WHAT YOU ARE ASKED TO DO:
Count how many lines below contain the word "entries", then give that number alone.

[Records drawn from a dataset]
____

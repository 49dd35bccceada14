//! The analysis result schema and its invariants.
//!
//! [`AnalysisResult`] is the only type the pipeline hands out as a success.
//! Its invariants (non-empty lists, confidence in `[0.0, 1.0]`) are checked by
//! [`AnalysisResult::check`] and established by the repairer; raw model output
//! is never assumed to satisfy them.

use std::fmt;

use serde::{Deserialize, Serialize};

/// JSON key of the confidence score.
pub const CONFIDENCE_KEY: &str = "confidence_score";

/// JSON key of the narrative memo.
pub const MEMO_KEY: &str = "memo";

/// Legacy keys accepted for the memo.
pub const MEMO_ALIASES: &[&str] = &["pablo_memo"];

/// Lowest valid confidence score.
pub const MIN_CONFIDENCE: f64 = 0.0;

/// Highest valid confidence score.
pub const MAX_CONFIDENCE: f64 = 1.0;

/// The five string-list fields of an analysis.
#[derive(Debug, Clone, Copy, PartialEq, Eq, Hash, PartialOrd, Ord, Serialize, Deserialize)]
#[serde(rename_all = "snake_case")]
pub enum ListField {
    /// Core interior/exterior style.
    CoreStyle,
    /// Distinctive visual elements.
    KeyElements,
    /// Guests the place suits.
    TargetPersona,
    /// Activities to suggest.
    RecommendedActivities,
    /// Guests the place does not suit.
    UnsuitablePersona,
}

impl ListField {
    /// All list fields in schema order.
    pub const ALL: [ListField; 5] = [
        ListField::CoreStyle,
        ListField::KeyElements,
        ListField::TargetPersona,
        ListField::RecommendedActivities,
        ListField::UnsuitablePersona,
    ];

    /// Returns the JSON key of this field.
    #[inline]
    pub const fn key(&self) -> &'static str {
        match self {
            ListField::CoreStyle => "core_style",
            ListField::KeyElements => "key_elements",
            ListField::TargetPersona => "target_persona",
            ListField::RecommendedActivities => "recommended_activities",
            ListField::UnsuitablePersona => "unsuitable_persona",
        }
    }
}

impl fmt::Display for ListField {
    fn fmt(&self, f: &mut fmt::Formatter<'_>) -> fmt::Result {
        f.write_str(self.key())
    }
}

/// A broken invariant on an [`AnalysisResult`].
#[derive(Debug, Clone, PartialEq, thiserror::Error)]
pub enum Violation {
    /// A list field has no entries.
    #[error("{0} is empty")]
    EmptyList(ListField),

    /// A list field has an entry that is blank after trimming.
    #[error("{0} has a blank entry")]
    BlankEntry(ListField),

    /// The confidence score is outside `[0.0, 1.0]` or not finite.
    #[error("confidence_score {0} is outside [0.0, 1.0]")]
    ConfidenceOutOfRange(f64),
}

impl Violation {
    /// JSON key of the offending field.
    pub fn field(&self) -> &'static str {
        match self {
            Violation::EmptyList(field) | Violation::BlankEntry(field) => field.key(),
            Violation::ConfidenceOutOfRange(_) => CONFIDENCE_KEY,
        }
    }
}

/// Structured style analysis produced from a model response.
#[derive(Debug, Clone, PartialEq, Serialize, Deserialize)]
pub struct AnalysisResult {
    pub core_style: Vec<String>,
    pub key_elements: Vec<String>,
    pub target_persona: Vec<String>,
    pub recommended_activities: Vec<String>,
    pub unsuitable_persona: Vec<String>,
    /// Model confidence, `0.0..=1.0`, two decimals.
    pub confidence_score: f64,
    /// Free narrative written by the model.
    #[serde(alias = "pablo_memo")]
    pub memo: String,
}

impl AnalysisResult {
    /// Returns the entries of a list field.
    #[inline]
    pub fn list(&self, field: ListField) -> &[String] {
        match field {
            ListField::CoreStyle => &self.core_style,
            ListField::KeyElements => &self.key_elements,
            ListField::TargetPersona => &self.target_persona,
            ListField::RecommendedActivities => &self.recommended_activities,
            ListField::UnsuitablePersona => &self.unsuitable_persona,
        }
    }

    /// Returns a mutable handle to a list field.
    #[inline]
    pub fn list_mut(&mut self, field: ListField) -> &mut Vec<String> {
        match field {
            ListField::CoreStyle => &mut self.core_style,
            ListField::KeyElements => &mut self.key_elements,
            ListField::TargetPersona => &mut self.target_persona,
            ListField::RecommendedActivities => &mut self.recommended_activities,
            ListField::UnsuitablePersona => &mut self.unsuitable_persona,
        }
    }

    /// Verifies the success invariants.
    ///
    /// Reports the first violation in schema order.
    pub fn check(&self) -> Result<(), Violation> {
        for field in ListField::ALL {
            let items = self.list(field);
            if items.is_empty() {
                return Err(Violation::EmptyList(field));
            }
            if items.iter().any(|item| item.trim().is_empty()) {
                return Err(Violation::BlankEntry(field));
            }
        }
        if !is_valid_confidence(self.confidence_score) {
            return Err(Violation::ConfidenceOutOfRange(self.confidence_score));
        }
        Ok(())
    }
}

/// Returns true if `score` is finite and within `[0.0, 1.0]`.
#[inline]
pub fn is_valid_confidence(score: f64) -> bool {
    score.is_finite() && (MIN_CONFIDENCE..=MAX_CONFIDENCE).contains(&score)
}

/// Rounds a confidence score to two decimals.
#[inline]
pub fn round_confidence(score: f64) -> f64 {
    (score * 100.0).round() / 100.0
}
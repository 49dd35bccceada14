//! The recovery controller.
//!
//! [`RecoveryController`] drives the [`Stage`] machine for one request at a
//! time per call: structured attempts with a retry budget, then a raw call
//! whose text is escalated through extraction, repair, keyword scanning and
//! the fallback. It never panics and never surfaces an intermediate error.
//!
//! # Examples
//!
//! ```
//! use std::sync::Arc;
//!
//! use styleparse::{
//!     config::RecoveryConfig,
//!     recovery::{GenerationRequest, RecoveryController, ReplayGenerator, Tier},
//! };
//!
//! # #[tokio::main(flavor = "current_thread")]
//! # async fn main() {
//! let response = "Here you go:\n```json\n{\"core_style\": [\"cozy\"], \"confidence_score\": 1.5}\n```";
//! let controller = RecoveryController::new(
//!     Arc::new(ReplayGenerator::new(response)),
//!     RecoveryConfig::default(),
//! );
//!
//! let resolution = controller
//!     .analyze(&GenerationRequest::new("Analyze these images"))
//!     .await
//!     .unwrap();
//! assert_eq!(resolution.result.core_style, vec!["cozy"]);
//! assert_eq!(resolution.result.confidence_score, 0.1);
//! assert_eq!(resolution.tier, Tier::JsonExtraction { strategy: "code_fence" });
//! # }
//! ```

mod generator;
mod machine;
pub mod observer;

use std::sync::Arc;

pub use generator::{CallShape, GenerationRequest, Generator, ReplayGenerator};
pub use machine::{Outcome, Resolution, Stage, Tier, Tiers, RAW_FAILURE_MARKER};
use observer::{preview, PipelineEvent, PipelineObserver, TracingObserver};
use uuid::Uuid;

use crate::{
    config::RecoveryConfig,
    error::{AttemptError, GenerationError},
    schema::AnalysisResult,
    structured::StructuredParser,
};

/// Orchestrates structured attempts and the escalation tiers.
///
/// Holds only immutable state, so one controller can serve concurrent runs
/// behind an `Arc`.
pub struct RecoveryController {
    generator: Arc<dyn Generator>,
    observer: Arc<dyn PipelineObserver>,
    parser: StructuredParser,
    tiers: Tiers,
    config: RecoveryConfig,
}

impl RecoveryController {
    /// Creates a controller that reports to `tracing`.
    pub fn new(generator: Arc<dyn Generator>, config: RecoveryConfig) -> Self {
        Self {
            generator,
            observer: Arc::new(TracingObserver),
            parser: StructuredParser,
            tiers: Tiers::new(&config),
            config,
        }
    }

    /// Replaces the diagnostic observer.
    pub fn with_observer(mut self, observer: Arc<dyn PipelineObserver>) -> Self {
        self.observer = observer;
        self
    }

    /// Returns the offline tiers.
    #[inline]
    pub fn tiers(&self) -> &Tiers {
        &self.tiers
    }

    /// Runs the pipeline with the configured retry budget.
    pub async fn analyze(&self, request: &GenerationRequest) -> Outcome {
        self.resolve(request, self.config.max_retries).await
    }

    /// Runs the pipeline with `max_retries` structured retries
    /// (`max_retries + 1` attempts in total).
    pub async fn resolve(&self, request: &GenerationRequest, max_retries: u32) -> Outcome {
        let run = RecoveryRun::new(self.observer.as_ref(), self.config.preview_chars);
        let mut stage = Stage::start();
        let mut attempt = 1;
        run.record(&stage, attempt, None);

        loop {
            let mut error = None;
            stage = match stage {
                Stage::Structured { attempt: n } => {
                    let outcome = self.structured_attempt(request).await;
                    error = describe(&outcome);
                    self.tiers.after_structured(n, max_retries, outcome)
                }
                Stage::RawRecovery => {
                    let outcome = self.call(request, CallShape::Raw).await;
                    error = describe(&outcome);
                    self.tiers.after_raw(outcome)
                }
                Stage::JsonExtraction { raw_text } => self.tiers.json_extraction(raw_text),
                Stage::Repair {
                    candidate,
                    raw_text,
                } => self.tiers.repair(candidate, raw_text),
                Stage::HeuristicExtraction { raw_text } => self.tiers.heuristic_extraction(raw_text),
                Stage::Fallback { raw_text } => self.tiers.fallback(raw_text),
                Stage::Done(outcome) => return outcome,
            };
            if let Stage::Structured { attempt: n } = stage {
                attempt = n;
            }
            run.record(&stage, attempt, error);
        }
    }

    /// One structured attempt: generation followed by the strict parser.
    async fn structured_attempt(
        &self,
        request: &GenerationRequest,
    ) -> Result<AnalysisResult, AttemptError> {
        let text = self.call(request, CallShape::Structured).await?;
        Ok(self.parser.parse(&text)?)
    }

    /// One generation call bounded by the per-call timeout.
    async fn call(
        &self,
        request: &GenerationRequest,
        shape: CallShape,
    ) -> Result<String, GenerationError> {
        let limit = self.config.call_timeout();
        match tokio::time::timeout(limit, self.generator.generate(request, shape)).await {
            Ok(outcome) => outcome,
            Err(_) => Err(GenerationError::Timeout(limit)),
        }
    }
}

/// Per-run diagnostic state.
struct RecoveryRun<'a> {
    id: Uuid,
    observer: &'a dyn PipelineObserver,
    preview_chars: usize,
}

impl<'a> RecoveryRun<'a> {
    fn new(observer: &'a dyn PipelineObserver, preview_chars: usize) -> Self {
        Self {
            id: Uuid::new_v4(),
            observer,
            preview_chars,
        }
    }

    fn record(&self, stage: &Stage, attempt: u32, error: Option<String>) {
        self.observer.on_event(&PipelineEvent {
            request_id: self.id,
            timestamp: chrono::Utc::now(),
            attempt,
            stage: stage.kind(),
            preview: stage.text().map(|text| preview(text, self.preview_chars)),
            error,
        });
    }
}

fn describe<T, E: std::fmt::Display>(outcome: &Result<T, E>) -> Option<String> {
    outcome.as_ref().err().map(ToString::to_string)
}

____

RESPONSE AREA:
2